WashPost Column Tells Progressive Jews to Support Israel or Get Excommunicated

Chris Menahan
InformationLiberation
Mar. 07, 2024

The Washington Post ran a column from Noah Feldman on Tuesday telling progressive Jews to get with the program and back Israel's genocide campaign in Gaza or face excommunication.

After paragraph upon paragraph aimed at building rapport with the progressive Jews Feldman is targeting, he finally got to the point at the end of his column.

From The Washington Post, "To be a Jew today: The aftermath of Oct. 7" (Archive):
[Young progressive Jews] believe in the teachings of social justice that compel them to social action. But they also find that they cannot avoid what they see as the broken reality of Israel.

[...] Their solution -- their Jewish, progressive, sincerely felt solution -- is to express their belief in social justice by criticizing or condemning Israel for its failures of equality, liberty, dignity and human rights.

[...] As today's college students become adults and gradually assume leadership of their movements, progressive Judaism will have to work out its long-term attitude toward Israel. One possibility is for progressive Jews to tack away from the focus on Israel, to engage their Jewishness in other ways -- familial, spiritual and personal. This would entail real theological change.

But so would embracing simultaneously a God of loving social justice and a state that rejects liberal democracy. Israel will not change just because progressive American Jews want it to. They will have to find their own answers to the looming crisis facing them -- and soon, before a new generation finds itself alienated from a Jewishness whose inner contradictions it cannot reconcile.

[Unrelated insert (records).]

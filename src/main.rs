use std::io::Write;
use std::process;

use clap::Parser;
use log::warn;

use relayc::cli::{parse_shape_dict, Cli};
use relayc::driver;
use relayc::loader::Framework;

fn main_entry() -> anyhow::Result<()> {
    let cli = Cli::parse();
    // The tag is validated before any file is touched.
    let framework: Framework = cli.framework.parse()?;
    let shape_dict = cli
        .shape_dict
        .as_deref()
        .map(parse_shape_dict)
        .transpose()?;
    driver::run(
        framework,
        &cli.model_path,
        shape_dict.as_ref(),
        &cli.output,
    )?;
    Ok(())
}

fn main() {
    env_logger::init();
    let interrupt = ctrlc::set_handler(|| {
        // Keep the shell prompt on its own line.
        let _ = std::io::stdout().write_all(b"\n");
        process::exit(1);
    });
    if let Err(e) = interrupt {
        warn!("could not install interrupt handler: {e}");
    }

    if let Err(e) = main_entry() {
        eprintln!("relayc: {e}");
        process::exit(1);
    }
}
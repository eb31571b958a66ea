//! The pipeline driver: load, bind, simplify, write.

use std::path::Path;

use log::info;
use thiserror::Error;

use crate::exporter::{ExporterError, TextExporter};
use crate::loader::{self, Framework, LoaderError, ShapeDict};
use crate::optimizer::canonicalize_ops::CanonicalizeOps;
use crate::optimizer::eliminate_common_subexpr::EliminateCommonSubexpr;
use crate::optimizer::fold_constant::FoldConstant;
use crate::optimizer::fold_scale_axis::FoldScaleAxis;
use crate::optimizer::remove_unused_functions::RemoveUnusedFunctions;
use crate::optimizer::simplify_expr::SimplifyExpr;
use crate::optimizer::simplify_inference::SimplifyInference;
use crate::optimizer::{OptimizerError, PassContext, PassPipeline};

#[derive(Error, Debug)]
pub enum Error {
    #[error(transparent)]
    Loader(#[from] LoaderError),
    #[error(transparent)]
    Optimizer(#[from] OptimizerError),
    #[error(transparent)]
    Exporter(#[from] ExporterError),
}

/// The fixed simplification pipeline. Dead-function removal runs first so
/// later passes never look at unreachable code; inference simplification
/// precedes CSE and constant folding so training-only constructs are gone
/// before redundancy analysis; scale-axis folding follows constant folding
/// so it sees already-folded scales; canonicalization runs last.
pub fn simplification_pipeline() -> PassPipeline {
    let mut pipeline = PassPipeline::new(PassContext::highest());
    pipeline.add_pass(Box::new(RemoveUnusedFunctions));
    pipeline.add_pass(Box::new(SimplifyInference));
    pipeline.add_pass(Box::new(EliminateCommonSubexpr));
    pipeline.add_pass(Box::new(SimplifyExpr));
    pipeline.add_pass(Box::new(FoldConstant));
    pipeline.add_pass(Box::new(FoldScaleAxis));
    pipeline.add_pass(Box::new(CanonicalizeOps));
    pipeline
}

/// Runs the whole tool once: loads the model, binds any external weights
/// into the module, applies the simplification pipeline and writes the
/// textual IR to `output`. Nothing is written unless every stage succeeds.
pub fn run(
    framework: Framework,
    model_path: &Path,
    shape_dict: Option<&ShapeDict>,
    output: &Path,
) -> Result<(), Error> {
    info!(
        "loading {} model from {}",
        framework.as_str(),
        model_path.display()
    );
    let (mut module, params) = loader::load(framework, model_path, shape_dict)?;

    if let Some(params) = params {
        info!("binding {} parameter(s) into @main", params.len());
        module.bind_params(params);
    }

    simplification_pipeline().run(&mut module)?;

    info!("writing textual IR to {}", output.display());
    TextExporter::export(&module, output)?;
    Ok(())
}
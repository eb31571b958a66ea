//! Hand-maintained prost bindings for the subset of the TensorFlow
//! `GraphDef` wire format the importer reads. Field numbers follow
//! `tensorflow/core/framework/{graph,node_def,attr_value,tensor}.proto`;
//! fields the importer never touches are left out (prost skips unknown
//! fields on decode).

use std::collections::HashMap;

#[derive(Clone, PartialEq, ::prost::Message)]
pub struct GraphDef {
    #[prost(message, repeated, tag = "1")]
    pub node: Vec<NodeDef>,
}

#[derive(Clone, PartialEq, ::prost::Message)]
pub struct NodeDef {
    #[prost(string, tag = "1")]
    pub name: String,
    #[prost(string, tag = "2")]
    pub op: String,
    #[prost(string, repeated, tag = "3")]
    pub input: Vec<String>,
    #[prost(string, tag = "4")]
    pub device: String,
    #[prost(map = "string, message", tag = "5")]
    pub attr: HashMap<String, AttrValue>,
}

#[derive(Clone, PartialEq, ::prost::Message)]
pub struct AttrValue {
    #[prost(oneof = "attr_value::Value", tags = "1, 2, 3, 4, 5, 6, 7, 8")]
    pub value: Option<attr_value::Value>,
}

pub mod attr_value {
    #[derive(Clone, PartialEq, ::prost::Message)]
    pub struct ListValue {
        #[prost(bytes = "vec", repeated, tag = "2")]
        pub s: Vec<Vec<u8>>,
        #[prost(int64, repeated, tag = "3")]
        pub i: Vec<i64>,
        #[prost(float, repeated, tag = "4")]
        pub f: Vec<f32>,
        #[prost(bool, repeated, tag = "5")]
        pub b: Vec<bool>,
    }

    #[derive(Clone, PartialEq, ::prost::Oneof)]
    pub enum Value {
        #[prost(message, tag = "1")]
        List(ListValue),
        #[prost(bytes, tag = "2")]
        S(Vec<u8>),
        #[prost(int64, tag = "3")]
        I(i64),
        #[prost(float, tag = "4")]
        F(f32),
        #[prost(bool, tag = "5")]
        B(bool),
        #[prost(enumeration = "super::DataType", tag = "6")]
        Type(i32),
        #[prost(message, tag = "7")]
        Shape(super::TensorShapeProto),
        #[prost(message, tag = "8")]
        Tensor(super::TensorProto),
    }
}

#[derive(Clone, PartialEq, ::prost::Message)]
pub struct TensorProto {
    #[prost(enumeration = "DataType", tag = "1")]
    pub dtype: i32,
    #[prost(message, optional, tag = "2")]
    pub tensor_shape: Option<TensorShapeProto>,
    #[prost(bytes = "vec", tag = "4")]
    pub tensor_content: Vec<u8>,
    #[prost(float, repeated, tag = "5")]
    pub float_val: Vec<f32>,
    #[prost(double, repeated, tag = "6")]
    pub double_val: Vec<f64>,
    #[prost(int32, repeated, tag = "7")]
    pub int_val: Vec<i32>,
    #[prost(int64, repeated, tag = "10")]
    pub int64_val: Vec<i64>,
}

#[derive(Clone, PartialEq, ::prost::Message)]
pub struct TensorShapeProto {
    #[prost(message, repeated, tag = "2")]
    pub dim: Vec<tensor_shape_proto::Dim>,
    #[prost(bool, tag = "3")]
    pub unknown_rank: bool,
}

pub mod tensor_shape_proto {
    #[derive(Clone, PartialEq, ::prost::Message)]
    pub struct Dim {
        #[prost(int64, tag = "1")]
        pub size: i64,
        #[prost(string, tag = "2")]
        pub name: String,
    }
}

#[derive(Clone, Copy, Debug, PartialEq, Eq, Hash, ::prost::Enumeration)]
#[repr(i32)]
pub enum DataType {
    DtInvalid = 0,
    DtFloat = 1,
    DtDouble = 2,
    DtInt32 = 3,
    DtUint8 = 4,
    DtInt64 = 9,
}

#[cfg(test)]
mod tests {
    use super::*;
    use prost::Message;

    #[test]
    fn graph_def_round_trips() {
        let mut node = NodeDef {
            name: "x".to_string(),
            op: "Placeholder".to_string(),
            ..Default::default()
        };
        node.attr.insert(
            "dtype".to_string(),
            AttrValue {
                value: Some(attr_value::Value::Type(DataType::DtFloat as i32)),
            },
        );
        let graph = GraphDef { node: vec![node] };

        let mut buf = Vec::new();
        graph.encode(&mut buf).unwrap();
        let decoded = GraphDef::decode(buf.as_slice()).unwrap();
        assert_eq!(graph, decoded);
    }

    #[test]
    fn garbage_bytes_fail_to_decode() {
        // A wire tag with a truncated length-delimited payload.
        assert!(GraphDef::decode(&[0x0a, 0xff][..]).is_err());
    }
}
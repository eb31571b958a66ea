use crate::ir::{Attribute, Function, Module};
use crate::optimizer::{OptimizerError, Pass, PassContext};

/// Local algebraic rewrites:
///
/// - `identity(x)` forwards to `x`;
/// - `add`/`subtract` with a scalar constant 0 and `multiply`/`divide` with
///   a scalar constant 1 forward their other operand;
/// - a `transpose` of a `transpose` whose permutations compose to the
///   identity forwards the original value;
/// - a `reshape` of a `reshape` reads through to the innermost input.
pub struct SimplifyExpr;

impl Pass for SimplifyExpr {
    fn name(&self) -> &'static str {
        "SimplifyExpr"
    }

    fn run(&self, module: &mut Module, _cx: &PassContext) -> Result<(), OptimizerError> {
        for func in module.functions.values_mut() {
            while simplify_once(func) {}
            func.prune();
        }
        Ok(())
    }
}

fn is_scalar_const(func: &Function, id: &str, expected: f32) -> bool {
    match func.const_value(id).and_then(|t| t.f32s()) {
        Some(values) => values.len() == 1 && values[0] == expected,
        None => false,
    }
}

/// For `op(a, b)` with `b` the neutral element (or `a` when commutative),
/// the surviving operand.
fn forwarded_operand(
    func: &Function,
    inputs: &[String],
    neutral: f32,
    commutative: bool,
) -> Option<String> {
    if inputs.len() != 2 {
        return None;
    }
    if is_scalar_const(func, &inputs[1], neutral) {
        return Some(inputs[0].clone());
    }
    if commutative && is_scalar_const(func, &inputs[0], neutral) {
        return Some(inputs[1].clone());
    }
    None
}

fn perm_of(func: &Function, id: &str) -> Option<Vec<i64>> {
    let node = func.node(id)?;
    if node.op != "transpose" {
        return None;
    }
    match node.attrs.get("perm") {
        Some(Attribute::Ints(p)) => Some(p.clone()),
        _ => None,
    }
}

enum Step {
    /// Remove the node and rewire its uses to the named value.
    Forward(String),
    /// Keep the node but read its first input through to the named value.
    ReadThrough(String),
}

fn find_step(func: &Function, node: &crate::ir::Node) -> Option<Step> {
    match node.op.as_str() {
        "identity" if node.inputs.len() == 1 => Some(Step::Forward(node.inputs[0].clone())),
        "add" => forwarded_operand(func, &node.inputs, 0.0, true).map(Step::Forward),
        "subtract" => forwarded_operand(func, &node.inputs, 0.0, false).map(Step::Forward),
        "multiply" => forwarded_operand(func, &node.inputs, 1.0, true).map(Step::Forward),
        "divide" => forwarded_operand(func, &node.inputs, 1.0, false).map(Step::Forward),
        "transpose" => {
            let outer = match node.attrs.get("perm") {
                Some(Attribute::Ints(p)) => p.clone(),
                _ => return None,
            };
            let inner_node = node.inputs.first().and_then(|id| func.node(id))?;
            let inner = node.inputs.first().and_then(|id| perm_of(func, id))?;
            let identity = inner.len() == outer.len()
                && outer
                    .iter()
                    .enumerate()
                    .all(|(axis, &o)| inner.get(o as usize).copied() == Some(axis as i64));
            if identity {
                inner_node.inputs.first().cloned().map(Step::Forward)
            } else {
                None
            }
        }
        "reshape" => {
            let inner = node.inputs.first().and_then(|id| func.node(id))?;
            if inner.op == "reshape" {
                inner.inputs.first().cloned().map(Step::ReadThrough)
            } else {
                None
            }
        }
        _ => None,
    }
}

fn simplify_once(func: &mut Function) -> bool {
    let mut action = None;
    for (i, node) in func.nodes.iter().enumerate() {
        if let Some(step) = find_step(func, node) {
            action = Some((i, step));
            break;
        }
    }
    match action {
        Some((i, Step::Forward(target))) => {
            let id = func.nodes[i].id.clone();
            func.nodes.remove(i);
            func.replace_uses(&id, &target);
            true
        }
        Some((i, Step::ReadThrough(src))) => {
            func.nodes[i].inputs[0] = src;
            true
        }
        None => false,
    }
}
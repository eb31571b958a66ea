use crate::ir::{Attribute, Function, Module, Node, Tensor};
use crate::optimizer::{OptimizerError, Pass, PassContext};

/// Rewrites training-only constructs into their inference form:
///
/// - `nn.dropout` is the identity at inference time and disappears;
/// - `nn.batch_norm` with constant statistics becomes a per-channel
///   multiply/add by precomputed scale and shift.
pub struct SimplifyInference;

impl Pass for SimplifyInference {
    fn name(&self) -> &'static str {
        "SimplifyInference"
    }

    fn run(&self, module: &mut Module, _cx: &PassContext) -> Result<(), OptimizerError> {
        for func in module.functions.values_mut() {
            drop_dropout(func);
            lower_batch_norm(func, self.name())?;
            func.prune();
        }
        Ok(())
    }
}

fn drop_dropout(func: &mut Function) {
    let mut i = 0;
    while i < func.nodes.len() {
        if func.nodes[i].op == "nn.dropout" && !func.nodes[i].inputs.is_empty() {
            let id = func.nodes[i].id.clone();
            let src = func.nodes[i].inputs[0].clone();
            func.nodes.remove(i);
            func.replace_uses(&id, &src);
        } else {
            i += 1;
        }
    }
}

fn lower_batch_norm(func: &mut Function, pass: &str) -> Result<(), OptimizerError> {
    let mut i = 0;
    while i < func.nodes.len() {
        let node = &func.nodes[i];
        if node.op != "nn.batch_norm" || node.inputs.len() != 5 {
            i += 1;
            continue;
        }
        // inputs: data, gamma, beta, moving mean, moving variance
        let stats: Option<Vec<Vec<f32>>> = node.inputs[1..]
            .iter()
            .map(|id| func.const_value(id).and_then(|t| t.f32s()))
            .collect();
        let Some(stats) = stats else {
            // Statistics still flow in as free variables; nothing to fold.
            i += 1;
            continue;
        };
        let (gamma, beta, mean, var) = (&stats[0], &stats[1], &stats[2], &stats[3]);
        let channels = gamma.len();
        if beta.len() != channels || mean.len() != channels || var.len() != channels {
            return Err(OptimizerError::failure(
                pass,
                format!(
                    "batch_norm `%{}` has mismatched statistics lengths",
                    func.nodes[i].id
                ),
            ));
        }

        let node = func.nodes[i].clone();
        let epsilon = match node.attrs.get("epsilon") {
            Some(Attribute::Float(v)) => *v,
            _ => 1e-5,
        };
        let axis = match node.attrs.get("axis") {
            Some(Attribute::Int(v)) => *v,
            _ => 1,
        };

        let scale: Vec<f32> = gamma
            .iter()
            .zip(var)
            .map(|(g, v)| g / (v + epsilon).sqrt())
            .collect();
        let shift: Vec<f32> = beta
            .iter()
            .zip(mean)
            .zip(&scale)
            .map(|((b, m), s)| b - m * s)
            .collect();
        if scale.iter().chain(&shift).any(|v| !v.is_finite()) {
            i += 1;
            continue;
        }

        let scale_id = func.fresh_id(&format!("{}.scale", node.id));
        func.nodes.insert(
            i,
            Node::constant(scale_id.clone(), Tensor::from_f32s(vec![channels], &scale)),
        );
        let mul_id = func.fresh_id(&format!("{}.scaled", node.id));
        let mut mul = Node::new(
            mul_id.clone(),
            "multiply",
            vec![node.inputs[0].clone(), scale_id],
        );
        mul.attrs.insert("axis".to_string(), Attribute::Int(axis));
        func.nodes.insert(i + 1, mul);
        let shift_id = func.fresh_id(&format!("{}.shift", node.id));
        func.nodes.insert(
            i + 2,
            Node::constant(shift_id.clone(), Tensor::from_f32s(vec![channels], &shift)),
        );

        let rewritten = &mut func.nodes[i + 3];
        rewritten.op = "add".to_string();
        rewritten.inputs = vec![mul_id, shift_id];
        rewritten.attrs.clear();
        rewritten
            .attrs
            .insert("axis".to_string(), Attribute::Int(axis));
        rewritten.value = None;
        i += 4;
    }
    Ok(())
}

#[cfg(test)]
mod tests {
    use super::*;
    use crate::ir::text::{parse_module, print_module};

    const BN: &str = "def @main(%x: f32[1,2,4,4]) {\n\
        \x20 %g = const f32[2] [1.0, 2.0]\n\
        \x20 %b = const f32[2] [0.5, 0.5]\n\
        \x20 %m = const f32[2] [0.0, 0.0]\n\
        \x20 %v = const f32[2] [1.0, 1.0]\n\
        \x20 %0 = nn.batch_norm(%x, %g, %b, %m, %v) {axis=1, epsilon=0.0}\n\
        \x20 %0\n}\n";

    #[test]
    fn batch_norm_becomes_scale_and_shift() {
        let mut module = parse_module(BN).unwrap();
        SimplifyInference
            .run(&mut module, &PassContext::highest())
            .unwrap();

        let main = module.entry().unwrap();
        assert!(main.nodes.iter().all(|n| n.op != "nn.batch_norm"));
        let add = main.node("0").unwrap();
        assert_eq!(add.op, "add");
        let mul = main.node(&add.inputs[0]).unwrap();
        assert_eq!(mul.op, "multiply");
        // epsilon = 0, var = 1: scale is gamma itself
        let scale = main.const_value(&mul.inputs[1]).unwrap();
        assert_eq!(scale.f32s(), Some(vec![1.0, 2.0]));
    }

    #[test]
    fn dropout_is_removed() {
        let src = "def @main(%x: f32[1]) {\n  %0 = nn.dropout(%x)\n  %1 = nn.relu(%0)\n  %1\n}\n";
        let mut module = parse_module(src).unwrap();
        SimplifyInference
            .run(&mut module, &PassContext::highest())
            .unwrap();

        let main = module.entry().unwrap();
        assert_eq!(main.nodes.len(), 1);
        assert_eq!(main.node("1").unwrap().inputs, vec!["x".to_string()]);
    }

    #[test]
    fn non_constant_statistics_are_left_alone() {
        let src = "def @main(%x: f32[1,2], %g: f32[2], %b: f32[2], %m: f32[2], %v: f32[2]) {\n\
            \x20 %0 = nn.batch_norm(%x, %g, %b, %m, %v)\n  %0\n}\n";
        let mut module = parse_module(src).unwrap();
        let before = print_module(&module);
        SimplifyInference
            .run(&mut module, &PassContext::highest())
            .unwrap();
        assert_eq!(before, print_module(&module));
    }

    #[test]
    fn pass_is_idempotent() {
        let mut once = parse_module(BN).unwrap();
        SimplifyInference
            .run(&mut once, &PassContext::highest())
            .unwrap();
        let mut twice = once.clone();
        SimplifyInference
            .run(&mut twice, &PassContext::highest())
            .unwrap();
        assert_eq!(print_module(&once), print_module(&twice));
    }
}
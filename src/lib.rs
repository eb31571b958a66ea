//! relayc loads a neural-network model (textual IR or a serialized
//! TensorFlow graph), binds its weights into the module as constants, runs
//! a fixed sequence of graph-level simplification passes and writes the
//! resulting textual IR to a file.

pub mod cli;
pub mod driver;
pub mod exporter;
pub mod ir;
pub mod loader;
pub mod optimizer;
use std::collections::{BTreeMap, HashMap, HashSet};

pub mod text;

#[derive(Debug, Clone, Copy, PartialEq, Eq)]
pub enum DataType {
    F32,
    F64,
    I32,
    I64,
    U8,
}

impl DataType {
    pub fn size_of(&self) -> usize {
        match self {
            DataType::F32 | DataType::I32 => 4,
            DataType::F64 | DataType::I64 => 8,
            DataType::U8 => 1,
        }
    }

    pub fn as_str(&self) -> &'static str {
        match self {
            DataType::F32 => "f32",
            DataType::F64 => "f64",
            DataType::I32 => "i32",
            DataType::I64 => "i64",
            DataType::U8 => "u8",
        }
    }
}

/// A constant tensor value. `data` is raw little-endian bytes, `shape` is the
/// dimension list (empty for a scalar).
#[derive(Debug, Clone, PartialEq)]
pub struct Tensor {
    pub data_type: DataType,
    pub shape: Vec<usize>,
    pub data: Vec<u8>,
}

impl Tensor {
    pub fn scalar_f32(v: f32) -> Self {
        Self {
            data_type: DataType::F32,
            shape: Vec::new(),
            data: v.to_le_bytes().to_vec(),
        }
    }

    pub fn from_f32s(shape: Vec<usize>, values: &[f32]) -> Self {
        let mut data = Vec::with_capacity(values.len() * 4);
        for v in values {
            data.extend_from_slice(&v.to_le_bytes());
        }
        Self {
            data_type: DataType::F32,
            shape,
            data,
        }
    }

    pub fn element_count(&self) -> usize {
        self.shape.iter().product()
    }

    /// Decodes the payload as f32 values; `None` if the dtype differs.
    pub fn f32s(&self) -> Option<Vec<f32>> {
        if self.data_type != DataType::F32 {
            return None;
        }
        Some(
            self.data
                .chunks_exact(4)
                .map(|c| f32::from_le_bytes([c[0], c[1], c[2], c[3]]))
                .collect(),
        )
    }

    pub fn i64s(&self) -> Option<Vec<i64>> {
        if self.data_type != DataType::I64 {
            return None;
        }
        Some(
            self.data
                .chunks_exact(8)
                .map(|c| i64::from_le_bytes([c[0], c[1], c[2], c[3], c[4], c[5], c[6], c[7]]))
                .collect(),
        )
    }
}

#[derive(Debug, Clone, PartialEq)]
pub enum Attribute {
    Float(f32),
    Int(i64),
    String(String),
    Floats(Vec<f32>),
    Ints(Vec<i64>),
}

/// A typed input of a function.
#[derive(Debug, Clone, PartialEq)]
pub struct Param {
    pub name: String,
    pub data_type: DataType,
    pub shape: Vec<usize>,
}

/// One value definition inside a function body. Ops are identified by name
/// ("add", "nn.conv2d", ...); two ops are special-cased:
///
/// - `"const"` carries its tensor in `value` and takes no inputs;
/// - `"call"` invokes the global function named by `callee`.
#[derive(Debug, Clone, PartialEq)]
pub struct Node {
    pub id: String,
    pub op: String,
    pub inputs: Vec<String>,
    pub attrs: BTreeMap<String, Attribute>,
    pub value: Option<Tensor>,
    pub callee: Option<String>,
}

impl Node {
    pub fn new(id: impl Into<String>, op: impl Into<String>, inputs: Vec<String>) -> Self {
        Self {
            id: id.into(),
            op: op.into(),
            inputs,
            attrs: BTreeMap::new(),
            value: None,
            callee: None,
        }
    }

    pub fn constant(id: impl Into<String>, value: Tensor) -> Self {
        Self {
            id: id.into(),
            op: "const".to_string(),
            inputs: Vec::new(),
            attrs: BTreeMap::new(),
            value: Some(value),
            callee: None,
        }
    }

    pub fn is_const(&self) -> bool {
        self.op == "const"
    }
}

#[derive(Debug, Clone, PartialEq, Default)]
pub struct Function {
    pub params: Vec<Param>,
    pub nodes: Vec<Node>,
    pub output: String,
}

impl Function {
    pub fn node(&self, id: &str) -> Option<&Node> {
        self.nodes.iter().find(|n| n.id == id)
    }

    /// The constant tensor bound to `id`, if `id` names a const node.
    pub fn const_value(&self, id: &str) -> Option<&Tensor> {
        self.node(id)
            .filter(|n| n.is_const())
            .and_then(|n| n.value.as_ref())
    }

    /// Rewrites every use of `old` (node inputs and the function output) to
    /// `new`. Definitions keep their ids.
    pub fn replace_uses(&mut self, old: &str, new: &str) {
        for node in &mut self.nodes {
            for input in &mut node.inputs {
                if input == old {
                    *input = new.to_string();
                }
            }
        }
        if self.output == old {
            self.output = new.to_string();
        }
    }

    /// Drops nodes that no longer contribute to the output. Runs to a fixed
    /// point so chains of dead nodes disappear in one call.
    pub fn prune(&mut self) {
        let mut changed = true;
        while changed {
            changed = false;
            let mut used: HashSet<String> = HashSet::new();
            used.insert(self.output.clone());
            for node in &self.nodes {
                for input in &node.inputs {
                    used.insert(input.clone());
                }
            }

            let before = self.nodes.len();
            self.nodes.retain(|n| used.contains(&n.id));
            if self.nodes.len() != before {
                changed = true;
            }
        }
    }

    /// Returns an id not yet taken by any param or node, derived from `base`.
    /// Digit-leading mixed names get an underscore prefix so the result
    /// survives the textual form.
    pub fn fresh_id(&self, base: &str) -> String {
        let mut base = base.to_string();
        if base.starts_with(|c: char| c.is_ascii_digit())
            && !base.chars().all(|c| c.is_ascii_digit())
        {
            base.insert(0, '_');
        }
        let base = base.as_str();
        let taken: HashSet<&str> = self
            .params
            .iter()
            .map(|p| p.name.as_str())
            .chain(self.nodes.iter().map(|n| n.id.as_str()))
            .collect();
        if !taken.contains(base) {
            return base.to_string();
        }
        let mut i = 0usize;
        loop {
            let candidate = format!("{base}.{i}");
            if !taken.contains(candidate.as_str()) {
                return candidate;
            }
            i += 1;
        }
    }
}

pub const ENTRY_FUNCTION: &str = "main";

/// A mutable container of named functions. `main` is the entry function.
#[derive(Debug, Clone, PartialEq, Default)]
pub struct Module {
    pub functions: BTreeMap<String, Function>,
}

impl Module {
    pub fn new() -> Self {
        Self::default()
    }

    pub fn entry(&self) -> Option<&Function> {
        self.functions.get(ENTRY_FUNCTION)
    }

    /// Binds every entry of `params` into the entry function by name: each
    /// matching function param is removed and replaced with an embedded
    /// constant node. Other functions are untouched; the table is consumed.
    pub fn bind_params(&mut self, params: HashMap<String, Tensor>) {
        let Some(func) = self.functions.get_mut(ENTRY_FUNCTION) else {
            return;
        };
        let mut bound = Vec::new();
        func.params.retain(|p| {
            if params.contains_key(&p.name) {
                bound.push(p.name.clone());
                false
            } else {
                true
            }
        });
        // Constants go in front of the body in original param order so every
        // existing use site still refers to a defined value.
        let mut params = params;
        for name in bound.into_iter().rev() {
            if let Some(tensor) = params.remove(&name) {
                func.nodes.insert(0, Node::constant(name, tensor));
            }
        }
    }
}

#[cfg(test)]
mod tests {
    use super::*;

    fn one_node_fn() -> Function {
        Function {
            params: vec![Param {
                name: "x".to_string(),
                data_type: DataType::F32,
                shape: vec![1],
            }],
            nodes: vec![
                Node::constant("c", Tensor::scalar_f32(2.0)),
                Node::new("y", "add", vec!["x".to_string(), "c".to_string()]),
                Node::new("dead", "mul", vec!["x".to_string(), "x".to_string()]),
            ],
            output: "y".to_string(),
        }
    }

    #[test]
    fn prune_drops_dead_nodes() {
        let mut f = one_node_fn();
        f.prune();
        assert_eq!(f.nodes.len(), 2);
        assert!(f.node("dead").is_none());
    }

    #[test]
    fn replace_uses_rewrites_inputs_and_output() {
        let mut f = one_node_fn();
        f.replace_uses("y", "c");
        assert_eq!(f.output, "c");
    }

    #[test]
    fn bind_params_embeds_constants() {
        let mut module = Module::new();
        module.functions.insert(
            ENTRY_FUNCTION.to_string(),
            Function {
                params: vec![
                    Param {
                        name: "x".to_string(),
                        data_type: DataType::F32,
                        shape: vec![1],
                    },
                    Param {
                        name: "w".to_string(),
                        data_type: DataType::F32,
                        shape: vec![1],
                    },
                ],
                nodes: vec![Node::new("y", "add", vec!["x".to_string(), "w".to_string()])],
                output: "y".to_string(),
            },
        );

        let mut table = HashMap::new();
        table.insert("w".to_string(), Tensor::scalar_f32(0.5));
        module.bind_params(table);

        let main = module.entry().unwrap();
        assert_eq!(main.params.len(), 1);
        assert_eq!(main.params[0].name, "x");
        assert_eq!(main.const_value("w"), Some(&Tensor::scalar_f32(0.5)));
    }

    #[test]
    fn fresh_id_avoids_collisions() {
        let f = one_node_fn();
        assert_eq!(f.fresh_id("z"), "z");
        assert_ne!(f.fresh_id("x"), "x");
    }

    #[test]
    fn tensor_f32_round_trip() {
        let t = Tensor::from_f32s(vec![2], &[1.5, -2.0]);
        assert_eq!(t.f32s(), Some(vec![1.5, -2.0]));
        assert_eq!(t.element_count(), 2);
    }
}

At the individual level, Jews who want to think less about Israel also face serious challenges because Jewishness is a collective identity. If most Jews self-define in relation to Israel, positively or negatively, it is hard for any Jews to choose not to do so.

Yet a turn to a Jewishness that is more personal, familial and spiritual and less national-political may be the inevitable result, even if no formal movement within Jewish life consciously adopts such a policy. If this happens, Jews will have to draw more than ever on their rich traditions of faith, doubt, struggle and love -- and do so as families, rather than as a nation.
Translation: get with the program and back Israel's genocide campaign or face excommunication. Israel's not going to change anything -- and you will never be given any national-political power -- so you need to change yourself to get in line with Israel (or become a hermit and stay the hell out of our way).

ADL CEO Jonathan Greenblatt said similar in the wake of October 7, stating that "every Jewish person is a Zionist" and labeling anti-Zionist Jews (whom he stripped of their Jewishness) as a "hate group."

Noah Feldman, who is a professor at Harvard Law School, is the same writer who had the cover story in Time Magazine last week on "The New Anti-Semitism" which argued that the entire world was antisemitic for opposing Israel's genocide of women and children in Gaza.


Israel is going to have to come to terms with the fact that young people are seeing through their lies.